His military career started with the American Civil war where he became a First Lieutenant in The Union army from 1861-65. Bierce wrote realistically of the terrible things he had seen in the war in such stories as ‘An Occurrence at Owl Creek Bridge’, ‘A Horseman in the Sky’, ‘One of the Missing’ and ‘Chickamauga’. His grimly realistic cycle of 25 war stories has been called ‘the greatest anti-war document in American literature’.

After the war, in mid 1866, he joined General Hazen as part of an expedition to inspect military outposts across the Great Plains. The expedition travelled by horseback and wagon from Omaha, Nebraska, arriving toward year’s end in San Francisco, California.

Bierce married Mary Ellen ‘Mollie’ Day in 1871. They had three children, two sons and a daughter.

He remained in San Francisco for many years, eventually becoming famous as a contributor or editor of a number of local newspapers and periodicals. Bierce lived and wrote in England from 1872 to 1875. His first book, ‘The Fiend’s Delight’, a compilation of his articles, was published in London in 1873 Returning to San Francisco in 1879, he tried a mining venture, but then resumed his career in journalism.
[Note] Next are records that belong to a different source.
//! Partial-fraction (residue) expansion of rational transfer functions.
//!
//! A proper transfer function with poles `p_i` of multiplicity `m_i` expands as
//!
//! ```text
//! H(s) = Σ_i Σ_{k=1..m_i} r_ik / (s - p_i)^k  +  direct(s)
//! ```
//!
//! and its inverse Laplace transform for `t ≥ 0` is
//! `h(t) = Σ r_ik · t^(k-1) / (k-1)! · e^(p_i t)`. The `direct` polynomial only
//! contributes impulses at `t = 0` and is reported separately.

use std::fmt;

use crate::backend::ResidueSolver;
use crate::constants::POLE_GROUPING_TOLERANCE;
use crate::errors::AnalysisError;
use crate::math::{factorial, real, relative_distance, CScalar, Scalar};
use crate::transfer::TransferFunction;

/// Single term `residue / (s - pole)^power` of a partial-fraction expansion.
#[cfg_attr(feature = "serde", derive(serde::Serialize, serde::Deserialize))]
#[derive(Debug, Clone, Copy, PartialEq)]
pub struct ResidueTerm {
    /// Residue (coefficient) of the term.
    pub residue: CScalar,
    /// Pole the term is attached to.
    pub pole: CScalar,
    /// Power of `(s - pole)` in the denominator, starting at 1.
    pub power: usize,
}

impl ResidueTerm {
    /// Complex time-domain contribution `r · t^(k-1)/(k-1)! · e^(p t)`.
    #[must_use]
    pub fn evaluate(&self, t: Scalar) -> CScalar {
        let k = self.power.saturating_sub(1);
        let envelope = t.powi(k as i32) / factorial(k);
        self.residue * envelope * (self.pole * t).exp()
    }

    /// Real part of [`ResidueTerm::evaluate`], the quantity drawn in component plots.
    #[must_use]
    pub fn evaluate_real(&self, t: Scalar) -> Scalar {
        self.evaluate(t).re
    }
}

impl fmt::Display for ResidueTerm {
    fn fmt(&self, f: &mut fmt::Formatter<'_>) -> fmt::Result {
        write!(f, "residue {:.3}, pole {:.3}", self.residue, self.pole)?;
        if self.power > 1 {
            write!(f, " (power {})", self.power)?;
        }
        Ok(())
    }
}

/// Complete partial-fraction expansion.
#[cfg_attr(feature = "serde", derive(serde::Serialize, serde::Deserialize))]
#[derive(Debug, Clone, PartialEq, Default)]
pub struct PartialFractions {
    terms: Vec<ResidueTerm>,
    direct: Vec<Scalar>,
}

impl PartialFractions {
    /// Creates an expansion from explicit terms and direct polynomial coefficients.
    #[must_use]
    pub fn new(terms: Vec<ResidueTerm>, direct: Vec<Scalar>) -> Self {
        Self { terms, direct }
    }

    /// Expansion terms, grouped per pole with ascending power.
    #[must_use]
    pub fn terms(&self) -> &[ResidueTerm] {
        &self.terms
    }

    /// Direct polynomial term (highest degree first); empty for strictly proper systems.
    #[must_use]
    pub fn direct(&self) -> &[Scalar] {
        &self.direct
    }

    /// Residues in term order.
    #[must_use]
    pub fn residues(&self) -> Vec<CScalar> {
        self.terms.iter().map(|t| t.residue).collect()
    }

    /// Poles in term order (a repeated pole appears once per power).
    #[must_use]
    pub fn poles(&self) -> Vec<CScalar> {
        self.terms.iter().map(|t| t.pole).collect()
    }

    /// Number of terms.
    #[must_use]
    pub fn len(&self) -> usize {
        self.terms.len()
    }

    /// True when the expansion has no pole terms.
    #[must_use]
    pub fn is_empty(&self) -> bool {
        self.terms.is_empty()
    }

    /// True when at least one pole has multiplicity greater than one.
    #[must_use]
    pub fn has_repeated_poles(&self) -> bool {
        self.terms.iter().any(|t| t.power > 1)
    }

    /// Reconstructed impulse response `h(t)` for `t ≥ 0` (direct impulses excluded).
    #[must_use]
    pub fn evaluate(&self, t: Scalar) -> Scalar {
        self.terms.iter().map(|term| term.evaluate_real(t)).sum()
    }
}

/// Residue solver supporting repeated poles.
///
/// Roots closer than `tolerance`, relative to their magnitude, are merged into one
/// pole whose value is the mean of the cluster; each cluster then yields one term
/// per power. A conjugate pair `σ ± jω` is `2|ω| / |p|` apart, so it only merges
/// when it is numerically indistinguishable from a real double pole.
#[derive(Debug, Clone, Copy, PartialEq)]
pub struct GeneralizedResidues {
    /// Relative grouping tolerance for repeated poles.
    pub tolerance: Scalar,
}

impl Default for GeneralizedResidues {
    fn default() -> Self {
        Self {
            tolerance: POLE_GROUPING_TOLERANCE,
        }
    }
}

impl ResidueSolver for GeneralizedResidues {
    fn decompose(
        &self,
        tf: &TransferFunction,
        poles: &[CScalar],
    ) -> Result<PartialFractions, AnalysisError> {
        let order = tf.order();
        if poles.len() != order {
            return Err(AnalysisError::SingularSystem(format!(
                "expected {order} poles for the denominator, root finder returned {}",
                poles.len()
            )));
        }
        let (direct, remainder) = tf
            .numerator()
            .div_rem(tf.denominator())
            .ok_or_else(|| AnalysisError::SingularSystem("zero denominator".into()))?;
        let lead = tf
            .denominator()
            .leading()
            .ok_or_else(|| AnalysisError::SingularSystem("zero denominator".into()))?;

        let clusters = cluster_poles(poles, self.tolerance);
        let numerator: Vec<CScalar> = remainder.coefficients().iter().map(|c| real(*c)).collect();

        let mut terms = Vec::with_capacity(order);
        for (i, &(pole, multiplicity)) in clusters.iter().enumerate() {
            // Q(s) = lead * Π_{j != i} (s - p_j)^{m_j}, so that H(s) = N(s) / ((s - p)^m Q(s)).
            let mut others = vec![real(lead)];
            for (j, &(other, count)) in clusters.iter().enumerate() {
                if i == j {
                    continue;
                }
                for _ in 0..count {
                    others = poly_mul(&others, &[real(1.0), -other]);
                }
            }

            let n_series = taylor_coefficients(&numerator, pole, multiplicity);
            let q_series = taylor_coefficients(&others, pole, multiplicity);
            if q_series[0].norm() == 0.0 {
                return Err(AnalysisError::SingularSystem(format!(
                    "poles too close to separate near {pole}"
                )));
            }
            let series = series_divide(&n_series, &q_series);

            // series[k] multiplies (s - p)^(k - m), i.e. power m - k.
            for power in 1..=multiplicity {
                terms.push(ResidueTerm {
                    residue: series[multiplicity - power],
                    pole,
                    power,
                });
            }
        }

        Ok(PartialFractions::new(terms, direct.coefficients().to_vec()))
    }
}

/// Groups nearby roots, returning `(mean pole, multiplicity)` pairs in input order.
fn cluster_poles(poles: &[CScalar], tolerance: Scalar) -> Vec<(CScalar, usize)> {
    let mut clusters: Vec<(CScalar, CScalar, usize)> = Vec::new();
    for &p in poles {
        match clusters
            .iter_mut()
            .find(|(anchor, _, _)| relative_distance(*anchor, p) <= tolerance)
        {
            Some((_, sum, count)) => {
                *sum += p;
                *count += 1;
            }
            None => clusters.push((p, p, 1)),
        }
    }
    clusters
        .into_iter()
        .map(|(_, sum, count)| (sum / count as Scalar, count))
        .collect()
}

fn poly_mul(a: &[CScalar], b: &[CScalar]) -> Vec<CScalar> {
    let mut out = vec![CScalar::default(); a.len() + b.len() - 1];
    for (i, x) in a.iter().enumerate() {
        for (j, y) in b.iter().enumerate() {
            out[i + j] += x * y;
        }
    }
    out
}

/// First `count` Taylor coefficients of `poly` (highest degree first) about `point`,
/// lowest order first, via repeated synthetic division.
fn taylor_coefficients(poly: &[CScalar], point: CScalar, count: usize) -> Vec<CScalar> {
    let mut work = poly.to_vec();
    let mut out = Vec::with_capacity(count);
    for _ in 0..count {
        if work.is_empty() {
            out.push(CScalar::default());
            continue;
        }
        let mut acc = CScalar::default();
        let mut quotient = Vec::with_capacity(work.len() - 1);
        for (i, c) in work.iter().enumerate() {
            acc = acc * point + c;
            if i + 1 < work.len() {
                quotient.push(acc);
            }
        }
        out.push(acc);
        work = quotient;
    }
    out
}

/// Power-series quotient `n / q` truncated to `n.len()` terms (`q[0] != 0`).
fn series_divide(n: &[CScalar], q: &[CScalar]) -> Vec<CScalar> {
    let mut c: Vec<CScalar> = Vec::with_capacity(n.len());
    for k in 0..n.len() {
        let mut acc = n[k];
        for i in 1..=k.min(q.len() - 1) {
            acc -= q[i] * c[k - i];
        }
        c.push(acc / q[0]);
    }
    c
}

#[cfg(test)]
mod tests {
    use approx::assert_relative_eq;

    use super::*;
    use crate::backend::RootFinder;
    use crate::polynomial::CompanionRoots;

    fn expand(num: Vec<Scalar>, den: Vec<Scalar>) -> PartialFractions {
        let tf = TransferFunction::new(num, den).unwrap();
        let poles = CompanionRoots.roots(tf.denominator());
        GeneralizedResidues::default().decompose(&tf, &poles).unwrap()
    }

    #[test]
    fn distinct_real_poles() {
        // (s + 3) / ((s + 1)(s + 2)) = 2/(s + 1) - 1/(s + 2)
        let pf = expand(vec![1.0, 3.0], vec![1.0, 3.0, 2.0]);
        assert_eq!(pf.len(), 2);
        assert!(pf.direct().is_empty());
        for term in pf.terms() {
            let expected = if term.pole.re < -1.5 { -1.0 } else { 2.0 };
            assert_relative_eq!(term.residue.re, expected, epsilon = 1.0e-10);
            assert_relative_eq!(term.residue.im, 0.0, epsilon = 1.0e-10);
        }
    }

    #[test]
    fn slow_underdamped_pair_stays_oscillatory() {
        // poles -1e-4 ± 4e-4j: h(t) = e^{-1e-4 t} sin(4e-4 t) / 4e-4
        let pf = expand(vec![1.0], vec![1.0, 2.0e-4, 1.7e-7]);
        assert_eq!(pf.len(), 2);
        assert!(!pf.has_repeated_poles());
        for term in pf.terms() {
            assert_relative_eq!(term.pole.im.abs(), 4.0e-4, max_relative = 1.0e-9);
            assert_relative_eq!(term.residue.im.abs(), 1250.0, max_relative = 1.0e-9);
        }
        for t in [1000.0_f64, 5000.0, 20_000.0] {
            let expected = (-1.0e-4 * t).exp() * (4.0e-4 * t).sin() / 4.0e-4;
            assert_relative_eq!(pf.evaluate(t), expected, epsilon = 1.0e-6 * 1750.0);
        }
    }

    #[test]
    fn slow_distinct_real_poles_stay_separate() {
        // 1 / ((s + 5e-4)(s + 1e-3)) = 2000/(s + 5e-4) - 2000/(s + 1e-3)
        let pf = expand(vec![1.0], vec![1.0, 1.5e-3, 5.0e-7]);
        assert_eq!(pf.len(), 2);
        assert!(!pf.has_repeated_poles());
        for term in pf.terms() {
            let expected = if term.pole.re < -7.5e-4 { -2000.0 } else { 2000.0 };
            assert_relative_eq!(term.residue.re, expected, max_relative = 1.0e-9);
        }
        let t = 1000.0_f64;
        let expected = 2000.0 * ((-5.0e-4 * t).exp() - (-1.0e-3 * t).exp());
        assert_relative_eq!(pf.evaluate(t), expected, max_relative = 1.0e-9);
    }

    #[test]
    fn clustering_is_independent_of_pole_magnitude() {
        for scale in [1.0e-6_f64, 1.0, 1.0e6] {
            let pair = [CScalar::new(-1.0, 4.0) * scale, CScalar::new(-1.0, -4.0) * scale];
            assert_eq!(cluster_poles(&pair, POLE_GROUPING_TOLERANCE).len(), 2);

            // Eigenvalue solvers split a real double root into a tight conjugate pair.
            let split = [CScalar::new(-3.0, 1.0e-8) * scale, CScalar::new(-3.0, -1.0e-8) * scale];
            let merged = cluster_poles(&split, POLE_GROUPING_TOLERANCE);
            assert_eq!(merged.len(), 1);
            assert_eq!(merged[0].1, 2);
            assert_relative_eq!(merged[0].0.re, -3.0 * scale, max_relative = 1.0e-12);
            assert_eq!(merged[0].0.im, 0.0);
        }
    }

    #[test]
    fn complex_pair_residues_are_conjugate() {
        let pf = expand(vec![1.0], vec![1.0, 0.1, 0.5]);
        let r = pf.residues();
        assert_relative_eq!(r[0].re, r[1].re, epsilon = 1.0e-12);
        assert_relative_eq!(r[0].im, -r[1].im, epsilon = 1.0e-12);
        // 1 / (p1 - p2) with p1 - p2 = 2j·ωd
        let wd = 0.4975_f64.sqrt();
        assert_relative_eq!(r[0].im.abs(), 1.0 / (2.0 * wd), epsilon = 1.0e-10);
        assert_relative_eq!(pf.evaluate(0.0), 0.0, epsilon = 1.0e-12);
    }

    #[test]
    fn improper_function_has_direct_term() {
        // (s^2 + 1) / (s^2 + 3s + 2) = 1 + 2/(s + 1) - 5/(s + 2)
        let pf = expand(vec![1.0, 0.0, 1.0], vec![1.0, 3.0, 2.0]);
        assert_eq!(pf.direct(), &[1.0]);
        for term in pf.terms() {
            let expected = if term.pole.re < -1.5 { -5.0 } else { 2.0 };
            assert_relative_eq!(term.residue.re, expected, epsilon = 1.0e-9);
        }
    }

    #[test]
    fn double_pole_produces_ramp_term() {
        // 1 / (s + 1)^2  ->  h(t) = t e^{-t}
        let pf = expand(vec![1.0], vec![1.0, 2.0, 1.0]);
        assert!(pf.has_repeated_poles());
        assert_eq!(pf.len(), 2);
        assert_eq!(pf.terms()[0].power, 1);
        assert_eq!(pf.terms()[1].power, 2);
        assert_relative_eq!(pf.terms()[0].pole.re, -1.0, epsilon = 1.0e-9);
        assert_relative_eq!(pf.terms()[0].residue.norm(), 0.0, epsilon = 1.0e-7);
        assert_relative_eq!(pf.terms()[1].residue.re, 1.0, epsilon = 1.0e-7);
        assert_relative_eq!(pf.evaluate(1.0), (-1.0_f64).exp(), epsilon = 1.0e-7);
    }

    #[test]
    fn triple_pole_uses_factorial_envelope() {
        // 1 / (s + 2)^3  ->  h(t) = t^2/2 e^{-2t}
        let pf = expand(vec![1.0], vec![1.0, 6.0, 12.0, 8.0]);
        assert_eq!(pf.len(), 3);
        let t: Scalar = 0.75;
        let expected = t * t / 2.0 * (-2.0 * t).exp();
        assert_relative_eq!(pf.evaluate(t), expected, epsilon = 1.0e-6);
    }

    #[test]
    fn mismatched_pole_count_is_rejected() {
        let tf = TransferFunction::new(vec![1.0], vec![1.0, 0.1, 0.5]).unwrap();
        let err = GeneralizedResidues::default()
            .decompose(&tf, &[real(-1.0)])
            .unwrap_err();
        assert!(matches!(err, AnalysisError::SingularSystem(_)));
    }

    #[test]
    fn taylor_coefficients_match_derivatives() {
        // P(s) = s^3 about 1: 1 + 3u + 3u^2 + u^3
        let p = vec![real(1.0), real(0.0), real(0.0), real(0.0)];
        let c = taylor_coefficients(&p, real(1.0), 4);
        let expected = [1.0, 3.0, 3.0, 1.0];
        for (got, want) in c.iter().zip(expected) {
            assert_relative_eq!(got.re, want, epsilon = 1.0e-12);
        }
    }

    #[test]
    fn term_label_mentions_power_only_when_repeated() {
        let term = ResidueTerm {
            residue: real(1.0),
            pole: real(-2.0),
            power: 2,
        };
        assert!(term.to_string().ends_with("(power 2)"));
    }
}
From 1881 until 1885 he was editor of ‘The Wasp’ magazine, in which he began a column titled ‘Prattle’. He also became one of the first regular columnists and editorialists on William Randolph Hearst’s newspaper, ‘The San Francisco Examiner’, eventually becoming one of the most prominent and influential writers and journalists of the West Coast. He remained associated with Hearst Newspapers until 1909.

In December 1913, Bierce travelled to Chihuahua, Mexico, to gain first-hand experience of the Mexican Revolution. He disappeared, and was rumoured to be travelling with rebel troops. He was never seen again.